[Rd] Memory allocation in read.table
Simon Urbanek
simon.urbanek at r-project.org
Wed Aug 28 19:44:57 CEST 2013
On Aug 28, 2013, at 12:17 PM, Hadley Wickham wrote:
> Hi all,
>
> I've been trying to learn more about memory profiling in R and I've
> been trying memory profiling out on read.table. I'm getting a bit of a
> strange result, and I hope that someone might be able to explain why.
>
> After running
>
> Rprof("read-table.prof", memory.profiling = TRUE, line.profiling = TRUE,
> gc.profiling = TRUE, interval = interval)
> diamonds <- read.table("diamonds.csv", sep = ",", header = TRUE)
> Rprof(NULL)
>
> and doing an lot of data manipulation, I end up with a table that
> displays the total memory (in megabytes) allocated and released (by
> gc) from each line of (a local copy of) read.table:
>
> file line alloc release
> 1 read-table.r 122 1.9797 1.1435
> 2 read-table.r 165 1.1148 0.6511
> 3 read-table.r 221 0.0763 0.0321
> 4 read-table.r 222 0.4922 1.5057
>
> Lines 122 and 165 are where I expect to see big allocations and
> releases - they're calling scan and convert.type respectively.

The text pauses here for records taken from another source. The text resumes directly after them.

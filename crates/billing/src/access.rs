//! Billing access projection
//!
//! Read-only view of an account's subscription as the billing page consumes
//! it. `expired` is derived here from the period end and never written back.

use std::sync::Arc;

use dineflow_shared::{AccountId, PlanType, SubscriptionRecord, SubscriptionStatus};
use serde::Serialize;
use time::OffsetDateTime;

use crate::error::BillingResult;
use crate::plans::{display_name, PlanFeatures};
use crate::store::{SubscriptionFilter, SubscriptionStore};

const SECONDS_PER_DAY: i64 = 86_400;

#[derive(Debug, Clone, PartialEq, Eq, Serialize)]
pub struct SubscriptionAccess {
    pub subscription: Option<SubscriptionRecord>,
    /// Stored status with `expired` derived from the period end
    pub status: Option<SubscriptionStatus>,
    pub plan_name: &'static str,
    pub features: PlanFeatures,
    pub days_remaining: i64,
    pub has_access: bool,
}

/// Status as seen at `now`: active and past-due records past their period end
/// read as expired.
pub fn effective_status(record: &SubscriptionRecord, now: OffsetDateTime) -> SubscriptionStatus {
    match record.status {
        SubscriptionStatus::Active | SubscriptionStatus::PastDue
            if record.current_period_end < now =>
        {
            SubscriptionStatus::Expired
        }
        status => status,
    }
}

/// Whole days until `period_end`, rounded up, never negative
pub fn days_remaining(period_end: OffsetDateTime, now: OffsetDateTime) -> i64 {
    let secs = (period_end - now).whole_seconds();
    if secs <= 0 {
        0
    } else {
        (secs + SECONDS_PER_DAY - 1) / SECONDS_PER_DAY
    }
}

impl SubscriptionAccess {
    pub fn project(record: Option<SubscriptionRecord>, now: OffsetDateTime) -> Self {
        let Some(record) = record else {
            return Self {
                subscription: None,
                status: None,
                plan_name: display_name(PlanType::Trial),
                features: PlanFeatures::for_plan(PlanType::Trial),
                days_remaining: 0,
                has_access: false,
            };
        };

        let status = effective_status(&record, now);
        let has_access = matches!(status, SubscriptionStatus::Active | SubscriptionStatus::PastDue);
        let features = if has_access {
            PlanFeatures::for_plan(record.plan_type)
        } else {
            PlanFeatures::for_plan(PlanType::Trial)
        };

        Self {
            status: Some(status),
            plan_name: display_name(record.plan_type),
            features,
            days_remaining: days_remaining(record.current_period_end, now),
            has_access,
            subscription: Some(record),
        }
    }
}

/// Computes [`SubscriptionAccess`] for accounts
#[derive(Clone)]
pub struct AccessService {
    store: Arc<dyn SubscriptionStore>,
}

impl AccessService {
    pub fn new(store: Arc<dyn SubscriptionStore>) -> Self {
        Self { store }
    }

    pub async fn check_access(
        &self,
        account_id: AccountId,
        now: OffsetDateTime,
    ) -> BillingResult<SubscriptionAccess> {
        let record = self.store.find(SubscriptionFilter::AccountId(account_id)).await?;
        Ok(SubscriptionAccess::project(record, now))
    }
}
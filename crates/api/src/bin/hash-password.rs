//! Super-admin password hashing utility
//!
//! Prints the `SUPER_ADMIN_PASSWORD_HASH` line for the API server's
//! environment, so the plaintext password is never stored.
//!
//! Usage:
//!   cargo run --bin hash-password
//!   cargo run --bin hash-password "MySecurePassword123!"

use dineflow_api::auth::hash_password;
use std::env;
use std::io::{self, Write};

fn main() -> Result<(), Box<dyn std::error::Error>> {
    let password = if let Some(pwd) = env::args().nth(1) {
        pwd
    } else {
        // Read from stdin so the password stays out of the process list
        print!("Enter super-admin password: ");
        io::stdout().flush()?;

        let mut password = String::new();
        io::stdin().read_line(&mut password)?;
        password.trim().to_string()
    };

    if password.is_empty() {
        eprintln!("Error: Password cannot be empty");
        std::process::exit(1);
    }

    if password.len() < 12 {
        eprintln!("Warning: Password is less than 12 characters. Consider using a longer password.");
    }

    let password_hash = hash_password(&password)?;

    println!("\nAdd this to the API server environment:\n");
    // Single quotes keep the `$` segments literal in shells and .env files
    println!("SUPER_ADMIN_PASSWORD_HASH='{}'", password_hash);

    Ok(())
}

Lines
> 221 and 222 are more of a mystery:
>
> class(data) <- "data.frame"
> attr(data, "row.names") <- row.names
>
> Why do those lines need any allocations? I thought class<- and attr<-
> were primitives, and hence would modify in place.
>
.. but only if there is no other reference to the data (i.e. NAMED < 2). If there are two references, they have to copy, because it would change the other copy.
Here, however, it already has NAMED=2 because of
data <- data[keep]
If you remove that line and inverse the order of class() and attr()<- then you get 0 copies.
Cheers,
Simon
PS: if you are loading any sizable data, the one thing you don't want to do is to use read.table() ;)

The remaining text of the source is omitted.